Over the last few years we have seen a steady increase in the numbers of kings and this is categorically the best season we have had in that period. I really hope that this is only the beginning of a renewed and returning fishery. I would love to think that in five years from now we all expect the kings to run hot through February and March every year!
So with that said, one of the best things about the kings this year is that they have made a good showing inside the bay, which has made it very accessible for many anglers. The area known as The Bend saw plenty of action but at times was overwhelmed by the number of boats fishing the space. I am sure, over time, that many of the first-time king hunters will broaden their horizons and explore new grounds locally, as the truth is that fish have been taken in many different locations, including some of the offshore reefs, the subs, at the mussel farm and more.
The other notable point this year is that there have been plenty of kings taken on knife jigs, which is great as anglers have not had to worry about spending hours in search of live baits. I am sure more than a few tackle stores in the last month ran out of knife jigs where they usually only trickle out the door!
For the most part the kingfish have been between 60-75cm this year, however, we did see pods or schools that swept through over a period of days that would varied between 8-15kg – genuine tackle testers!
As I write, the kingfish bite is slowing down, but it has been a great season so I can only urge all the local fishos to take care of this new found fishery! Make sure the undersize fish go back and let’s hope it’s bigger and better next year.
We’ve seen a range of different species caught for those who spend their time land-based. Gummy shark are a popular species and we saw good size fish caught at Gunnamatta, while the eastern side of the peninsula, around Point Leo through Merricks probably produced the most consistent fishing for those who targeted the species during the evenings.

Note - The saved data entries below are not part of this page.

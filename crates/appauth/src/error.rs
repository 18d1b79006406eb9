//! Error taxonomy for the client core
//!
//! Every public operation returns [`AppAuthError`]. Each variant maps onto one
//! [`ErrorKind`] so callers can decide between retrying, messaging the user or
//! aborting without matching on message strings.

use std::fmt;
use std::time::Duration;

use thiserror::Error;

use crate::discovery::DiscoveryError;

/// Result type used throughout the crate
pub type Result<T> = std::result::Result<T, AppAuthError>;

/// Coarse classification of [`AppAuthError`] values
#[derive(Debug, Clone, Copy, PartialEq, Eq, Hash)]
pub enum ErrorKind {
    /// Bad caller input, never retried
    Configuration,
    /// Provider metadata could not be fetched or parsed
    Discovery,
    /// Plain `http://` rejected by policy
    InsecureTransport,
    /// The user (or the application) aborted the flow
    UserCancelled,
    /// A bounded wait elapsed
    Timeout,
    /// The provider denied the authorization request
    Authorization,
    /// The redirect carried a state that does not belong to this attempt
    StateMismatch,
    /// The ID token nonce does not belong to this attempt
    NonceMismatch,
    /// The code exchange was rejected or could not be performed
    TokenExchange,
    /// The provider answered with an OAuth error body
    OAuth,
    /// The provider answered with something that is not valid protocol
    MalformedResponse,
    /// Network failure or unparseable non-2xx response
    Transport,
    /// A second authorization attempt was started on a busy orchestrator
    FlowInProgress,
}

/// Error reported by the provider in an OAuth error payload or redirect
/// (RFC 6749 Section 4.1.2.1 and Section 5.2)
#[derive(Debug, Clone, PartialEq, Eq)]
pub struct ProviderError {
    /// The `error` code, e.g. `invalid_grant` or `access_denied`
    pub code: String,
    /// Human-readable `error_description`
    pub description: Option<String>,
    /// `error_uri` pointing at documentation
    pub uri: Option<String>,
}

impl ProviderError {
    /// Create a provider error with only a code
    pub fn new(code: impl Into<String>) -> Self {
        Self {
            code: code.into(),
            description: None,
            uri: None,
        }
    }

    /// Attach a description
    pub fn with_description(mut self, description: impl Into<String>) -> Self {
        self.description = Some(description.into());
        self
    }
}

impl fmt::Display for ProviderError {
    fn fmt(&self, f: &mut fmt::Formatter<'_>) -> fmt::Result {
        match &self.description {
            Some(description) => write!(f, "{} ({})", self.code, description),
            None => f.write_str(&self.code),
        }
    }
}

/// Structural problems found in caller-supplied configuration
#[derive(Debug, Clone, PartialEq, Eq, Error)]
pub enum ConfigurationError {
    /// Neither an issuer nor the endpoint needed by the operation was supplied
    #[error("you must provide either an issuer or a {endpoint} for {operation}")]
    MissingProvider {
        /// Operation being validated
        operation: &'static str,
        /// Endpoint field the operation needs
        endpoint: &'static str,
    },

    /// A required field is missing or empty
    #[error("{0} is required")]
    MissingField(&'static str),

    /// A URL-valued field does not parse
    #[error("{field} is not a valid URL: {reason}")]
    InvalidUrl {
        /// Offending field
        field: &'static str,
        /// Parser message
        reason: String,
    },

    /// Operation needs at least one scope
    #[error("please add at least one scope")]
    EmptyScopes,

    /// Custom header map uses a phase other than authorize, token or register
    #[error("custom headers phase `{0}` is not one of authorize, token, register")]
    UnknownHeaderPhase(String),

    /// Custom header name or value is not a valid HTTP header string
    #[error("invalid {phase} header `{name}`: {reason}")]
    InvalidHeader {
        /// Phase the header belongs to
        phase: String,
        /// Header name
        name: String,
        /// Why it was rejected
        reason: String,
    },

    /// Timeout values must be positive numbers
    #[error("{0} must be a positive number of seconds")]
    InvalidTimeout(&'static str),

    /// `only_token_exchange` called without a retained authorization
    #[error("no authorization response is pending for token exchange")]
    NoPendingAuthorization,

    /// Configuration document did not deserialize
    #[error("malformed configuration: {0}")]
    Malformed(String),
}

/// Errors returned at the boundary of every public operation
#[derive(Debug, Clone, Error)]
pub enum AppAuthError {
    /// Bad caller input
    #[error("configuration error: {0}")]
    Configuration(#[from] ConfigurationError),

    /// Metadata fetch or parse failure
    #[error("discovery failed for {issuer}: {source}")]
    Discovery {
        /// Issuer whose document was being resolved
        issuer: String,
        /// What went wrong
        source: DiscoveryError,
    },

    /// Plain HTTP endpoint while insecure transport is not allowed
    #[error("refusing insecure http endpoint {url}; enable insecure_http_allowed to permit it")]
    InsecureTransport {
        /// Rejected URL
        url: String,
    },

    /// The external agent reported cancellation or the flow was aborted
    #[error("authorization was cancelled")]
    UserCancelled,

    /// A bounded wait elapsed
    #[error("{operation} timed out after {after:?}")]
    Timeout {
        /// What was being waited for
        operation: &'static str,
        /// The configured limit
        after: Duration,
    },

    /// The provider returned an `error` parameter in the redirect
    #[error("authorization failed: {0}")]
    Authorization(ProviderError),

    /// The redirect's `state` does not match the pending request
    #[error("state parameter mismatch - the redirect does not belong to this authorization request")]
    StateMismatch,

    /// The ID token nonce does not match the pending request
    #[error("id_token nonce does not match the authorization request")]
    NonceMismatch,

    /// Code exchange failed
    #[error("token exchange failed: {message}")]
    TokenExchange {
        /// Provider error, when the provider supplied one
        provider: Option<ProviderError>,
        /// Summary of the failure
        message: String,
    },

    /// OAuth error payload from the token, registration or revocation endpoint
    #[error("provider returned {status}: {error}")]
    OAuth {
        /// HTTP status of the response
        status: u16,
        /// Parsed error payload
        error: ProviderError,
    },

    /// The provider violated the protocol
    #[error("malformed response: {0}")]
    MalformedResponse(String),

    /// Network failure, or a non-2xx response without an OAuth error body
    #[error("transport error{}: {message}", status.map(|s| format!(" (HTTP {s})")).unwrap_or_default())]
    Transport {
        /// HTTP status when a response arrived
        status: Option<u16>,
        /// Error message or raw body
        message: String,
    },

    /// Another authorization attempt is outstanding on this orchestrator
    #[error("an authorization flow is already in progress")]
    FlowInProgress,
}

impl AppAuthError {
    /// Classify the error
    pub fn kind(&self) -> ErrorKind {
        match self {
            Self::Configuration(_) => ErrorKind::Configuration,
            Self::Discovery { .. } => ErrorKind::Discovery,
            Self::InsecureTransport { .. } => ErrorKind::InsecureTransport,
            Self::UserCancelled => ErrorKind::UserCancelled,
            Self::Timeout { .. } => ErrorKind::Timeout,
            Self::Authorization(_) => ErrorKind::Authorization,
            Self::StateMismatch => ErrorKind::StateMismatch,
            Self::NonceMismatch => ErrorKind::NonceMismatch,
            Self::TokenExchange { .. } => ErrorKind::TokenExchange,
            Self::OAuth { .. } => ErrorKind::OAuth,
            Self::MalformedResponse(_) => ErrorKind::MalformedResponse,
            Self::Transport { .. } => ErrorKind::Transport,
            Self::FlowInProgress => ErrorKind::FlowInProgress,
        }
    }

    /// Whether repeating the same call later may succeed.
    ///
    /// Provider-reported grant failures are left to the caller and report `false`.
    pub fn is_retryable(&self) -> bool {
        matches!(
            self.kind(),
            ErrorKind::Discovery | ErrorKind::Timeout | ErrorKind::Transport
        )
    }

    /// The provider's error payload, if this error carries one
    pub fn provider_error(&self) -> Option<&ProviderError> {
        match self {
            Self::Authorization(error) | Self::OAuth { error, .. } => Some(error),
            Self::TokenExchange { provider, .. } => provider.as_ref(),
            _ => None,
        }
    }

    pub(crate) fn discovery(issuer: impl Into<String>, source: DiscoveryError) -> Self {
        Self::Discovery {
            issuer: issuer.into(),
            source,
        }
    }

    pub(crate) fn transport(message: impl Into<String>) -> Self {
        Self::Transport {
            status: None,
            message: message.into(),
        }
    }

    /// Re-label a failure that happened while exchanging an authorization code
    pub(crate) fn into_token_exchange(self) -> Self {
        match self {
            Self::OAuth { error, .. } => Self::TokenExchange {
                message: error.to_string(),
                provider: Some(error),
            },
            Self::Transport { message, .. } => Self::TokenExchange {
                provider: None,
                message,
            },
            other => other,
        }
    }
}

#[cfg(test)]
mod tests {
    use super::*;

    #[test]
    fn test_retry_guidance_follows_taxonomy() {
        assert!(AppAuthError::transport("connection reset").is_retryable());
        assert!(
            AppAuthError::Timeout {
                operation: "token request",
                after: Duration::from_secs(5)
            }
            .is_retryable()
        );
        assert!(!AppAuthError::StateMismatch.is_retryable());
        assert!(!AppAuthError::NonceMismatch.is_retryable());
        assert!(!AppAuthError::FlowInProgress.is_retryable());
        assert!(!AppAuthError::from(ConfigurationError::EmptyScopes).is_retryable());
    }

    #[test]
    fn test_oauth_error_becomes_token_exchange() {
        let error = AppAuthError::OAuth {
            status: 400,
            error: ProviderError::new("invalid_grant").with_description("code expired"),
        }
        .into_token_exchange();

        assert_eq!(error.kind(), ErrorKind::TokenExchange);
        assert_eq!(error.provider_error().unwrap().code, "invalid_grant");
        assert!(error.to_string().contains("code expired"));
    }

    #[test]
    fn test_transport_display_includes_status() {
        let error = AppAuthError::Transport {
            status: Some(502),
            message: "bad gateway".to_string(),
        };
        assert_eq!(error.to_string(), "transport error (HTTP 502): bad gateway");
        assert_eq!(
            AppAuthError::transport("refused").to_string(),
            "transport error: refused"
        );
    }

    #[test]
    fn test_state_mismatch_is_distinct_from_provider_denial() {
        let denied = AppAuthError::Authorization(ProviderError::new("access_denied"));
        assert_ne!(denied.kind(), AppAuthError::StateMismatch.kind());
        assert!(AppAuthError::StateMismatch.provider_error().is_none());
    }
}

Further up the peninsula, customer Luke Mcloughlin and daughter Maryanna found plenty of action fishing in the Balcombe estuary where black bream were the species of the day. This is a great little spot to take the kids and get them some action.
There has also been plenty of action on the minor species on our local piers and jetties. Tommy rough continue to be a prolific target at Sorrento Pier.
The salmon fishing around the rip and heads area has been terrific this year although it has started to slow over the last couple of weeks. These fish must spread from their vast schools feeding around the heads and disperse along our local back beaches as we have already seen the beach fishing heat up. Even some of the local surfers have been commenting on the schools they have seen at popular spots such as Gunnamatta Back Beach.
For my money, May is really the start of the winter beach fishing scene so we will have plenty more salmon action in the coming months.
With the winter beach scene upon us, it might be worth thinking about how you are going to tackle Aussie salmon this year. Many anglers over the last two or three seasons have made the switch to 9’ rods, small spin reels and a bunch of metal slugs to target their quarry. My advice is that if you have not tried spinning for salmon – get into it! It is a light and easy way to fish and can make your next beach session plenty of fun – I’m sure you will find the results are outstanding!